According to Mo’Nique, she then asked Winfrey why she had invited Mo’Nique’s parents on her show after she had specifically told her she was estranged from them. She says Winfrey responded that she had only invited her abuser on the show, but that on the day of the taping he showed up with the other family members in tow — which Mo’Nique suspects was a lie. Mo’Nique says Winfrey told her, “I’m going to look into your mother and father being on the show, because I didn’t know anything about that,” and says she added “something like, ‘If I’ve done anything to offend you, I apologize.'”

***

Through the lean times, Mo’Nique relied on stand-up for income. “I could always pick up a microphone and use my gift,” she says. In 2019, at one of her lowest moments — “deep in the whole blackball situation, when nobody was calling or returning calls” — Mo’Nique was stunned to hear from Donald Glover, the creator and star of FX’s acclaimed Atlanta.
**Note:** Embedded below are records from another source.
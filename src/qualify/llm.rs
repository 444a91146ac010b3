//! The LLM qualifier: prompt rendering and verdict parsing.

use regex::Regex;
use serde::{Deserialize, Serialize};
use serde_json::Value;
use tracing::warn;

use crate::store::rag::RagDocument;
use crate::types::{Lead, QualificationDecision, Tenant};

/// System prompt for the qualifier call.
pub const QUALIFIER_SYSTEM: &str = "You are a B2B lead qualification analyst. Judge whether the \
lead fits the ideal customer profile. Respond with JSON only: \
{\"decision\": \"YES\"|\"NO\"|\"REVIEW\", \"confidence\": 0.0-1.0, \
\"reasoning\": string, \"icp_fit\": string}";

/// Parsed (and policy-coerced) qualifier verdict.
#[derive(Debug, Clone, Serialize, Deserialize)]
pub struct QualificationVerdict {
    /// YES / NO / REVIEW after coercion.
    pub decision: QualificationDecision,
    /// Confidence in [0,1].
    pub confidence: f64,
    /// Reasoning text.
    pub reasoning: String,
    /// ICP-fit summary.
    pub icp_fit: Option<String>,
}

/// Render the qualifier prompt over the lead, its signals, and the ICP.
pub fn build_qualifier_prompt(
    lead: &Lead,
    tenant: &Tenant,
    docs: &[RagDocument],
    intent_total: u32,
    intent_tier: &str,
) -> String {
    let mut prompt = String::new();

    prompt.push_str("## Lead\n");
    prompt.push_str(&format!(
        "Name: {} {}\nTitle: {}\nCompany: {} ({})\nEmployees: {}\nRevenue: {}\n",
        lead.first_name.as_deref().unwrap_or("?"),
        lead.last_name.as_deref().unwrap_or("?"),
        lead.job_title.as_deref().unwrap_or("unknown"),
        lead.company_name.as_deref().unwrap_or("unknown"),
        lead.company_industry.as_deref().unwrap_or("unknown industry"),
        lead.company_employee_count
            .map_or_else(|| "unknown".to_owned(), |n| n.to_string()),
        lead.company_revenue.as_deref().unwrap_or("unknown"),
    ));

    prompt.push_str(&format!(
        "\n## Signals\nVisits: {}\nIntent score: {intent_total} ({intent_tier})\n",
        lead.visit_count,
    ));
    if lead.in_email_system || lead.in_linkedin_system {
        prompt.push_str("Existing relationship: the company already appears in our outreach systems.\n");
    }

    if let Some(icp) = &tenant.icp {
        prompt.push_str("\n## Account criteria\n");
        for criterion in &icp.account_criteria {
            prompt.push_str(&format!(
                "- {} ({}): {}\n",
                criterion.field,
                criterion.priority,
                criterion.values.join(", ")
            ));
        }
        if !icp.disqualifiers.is_empty() {
            prompt.push_str("\n## Disqualifiers\n");
            for rule in &icp.disqualifiers {
                prompt.push_str(&format!("- {rule}\n"));
            }
        }
    }

    if !docs.is_empty() {
        prompt.push_str("\n## ICP context\n");
        for doc in docs {
            prompt.push_str(&format!("### {}\n{}\n", doc.title, doc.content));
        }
    }

    prompt.push_str("\nRespond with the JSON verdict only.");
    prompt
}

/// Parse the qualifier's JSON verdict.
///
/// Code fences are stripped first. A parse failure is terminal for the
/// call and coerces to REVIEW at confidence 0.5; a parsed verdict with
/// confidence below 0.5 coerces the decision to NO.
pub fn parse_qualification(content: &str) -> QualificationVerdict {
    let stripped = strip_code_fences(content);
    let parsed: Option<Value> = serde_json::from_str(stripped.trim()).ok();

    let Some(parsed) = parsed else {
        warn!("qualifier returned unparseable JSON; coercing to REVIEW");
        return QualificationVerdict {
            decision: QualificationDecision::Review,
            confidence: 0.5,
            reasoning: "qualifier response was not valid JSON".to_owned(),
            icp_fit: None,
        };
    };

    let decision = parsed
        .get("decision")
        .and_then(Value::as_str)
        .and_then(|s| QualificationDecision::parse(s).ok())
        .unwrap_or(QualificationDecision::Review);
    let confidence = parsed
        .get("confidence")
        .and_then(Value::as_f64)
        .unwrap_or(0.5)
        .clamp(0.0, 1.0);
    let reasoning = parsed
        .get("reasoning")
        .and_then(Value::as_str)
        .unwrap_or("no reasoning provided")
        .to_owned();
    let icp_fit = parsed
        .get("icp_fit")
        .and_then(Value::as_str)
        .map(str::to_owned);

    // Low-confidence YES/REVIEW is unsafe to deploy.
    let decision = if confidence < 0.5 {
        QualificationDecision::No
    } else {
        decision
    };

    QualificationVerdict {
        decision,
        confidence,
        reasoning,
        icp_fit,
    }
}

/// Drop markdown code fences around a JSON payload.
pub fn strip_code_fences(content: &str) -> String {
    let fence = Regex::new(r"(?s)```(?:json)?\s*(.*?)\s*```")
        .ok()
        .and_then(|re| {
            re.captures(content)
                .and_then(|c| c.get(1))
                .map(|m| m.as_str().to_owned())
        });
    fence.unwrap_or_else(|| content.to_owned())
}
Glover had designed shoes for Adidas and wanted to make a series of short films to promote them. He gathered his core creative team — dubbed Royalty, it includes his brother Stephen Glover, director Ibra Ake, music supervisor Fam Udeorji and fashion guru Swank — to brainstorm ideas.

“We were talking about underutilized performers,” Glover says. “Just people like Katt Williams and stuff, where they’re not being used as much as they should be or in the way they’re the most powerful. I was thinking how I would really love somebody to roast me. And we were like, ‘You know — Mo’Nique would be good at that!'”

The resulting spots — in which Mo’Nique casually pokes Glover about his “loaf of bread” tummy as he chops firewood shirtless — showcased her impeccable comic timing.

Mo’Nique onstage at the 2003 Kings & Queens of Comedy Search.
Mo’Nique onstage at the 2003 Kings & Queens of Comedy Search.

“Anytime somebody’s been like, ‘Stay away from this person’ or ‘This person might not be easy to work with,’ I tend to be like, ‘Well, let me meet them and talk to them,'” Glover explains. “But she was like the easiest person to work with. I don’t try and make it racial, but I feel like most of the time, it’s like, ‘Well, if I don’t use them, where are they going to go?’ Like, ‘Where are you going to put Mo’Nique?’ I felt it was worth a shot.”

Adds Glover, “I definitely want to work with her again. I mean, she’s a joy to work with, you know? You don’t find a lot of people who have the chops for improv the way she does.”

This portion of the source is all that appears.